Martin quoted Adam Smith: In competition, individual ambition served the common good. Here, if all 5 men ran for W1, 95% or more, M1 or M2 won and the rest of men got no woman at all cause their first strategy insulted other women (humilated, assume that men couldn’t do these things in secret). This was obviously not the best result (maybe better as the time healed some wounds). Then, what is the best approach? This involves the governing dynamic which requirs individuals, when planning acts and calculating possibilities, to take others into consideraton. Here, M3, for example, would think M1 and M2 were strong, M4 was equal, M5 was weak, W1 hard to get, W2 and W3 were best targets with fair scores and possibilities. This way, the resources got allocated efficiently and we most possibly got the best result.

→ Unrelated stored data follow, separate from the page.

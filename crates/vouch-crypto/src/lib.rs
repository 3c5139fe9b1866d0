//! Vouch cryptographic layer: identities, contacts and key pinning.
//!
//! This crate provides:
//! - The local signing identity (ECDSA P-256 via ring)
//! - Public key export/import in JWK form and SHA-256 fingerprints
//! - Contacts and the out-of-band contact-exchange payload
//! - Key-value stores for pinned keys (in-memory and JSON file)
//! - The trust-on-first-use trust store

pub mod contact;
pub mod error;
pub mod identity;
pub mod stores;
pub mod trust;

// Re-export key types for convenience
pub use contact::{Contact, ContactBook, ContactCard, ContactChange};
pub use error::{CryptoError, StoreError, TrustError};
pub use identity::{random_nonce, verify_signature, Fingerprint, Identity, PublicKey, NONCE_LEN};
pub use stores::{FileKeyStore, KeyStore, MemoryKeyStore};
pub use trust::{PinOutcome, SecurityClass, TrustStore};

Another point: this approach is just a complement. Adam Smith is still right, I think. W1 was not the right choice, best result, for everyone. En=Sn*Pn. Say, M3 has 5% to get W1, 55% W3; then E1=90*.05=4.5, while E3=77*.55=42.35. So E3 was the best result he MAY have. Every indivudual running for the best result they MAY have severs the common good, to be sure.
This is a very simple question, which makes me think of our college application. Anyway, when making choices, we encouter math and economics.
I’ve an interesting thought. If we expand the model to 3 billion men and 3 billion women. How to get the best result for our humankind? The answer is: similiar, near, people go together. M90 marries W90. Sometimes M60 does marry W90, but considering the infinite samples (No? try 3,000,000,000 women in 100 year? ), negative and positive results neutralize each other. Acutually, men are imprecise choice-making animials. Nearly all the choices we make are not equal. It is form all the inequalities we see the equalty.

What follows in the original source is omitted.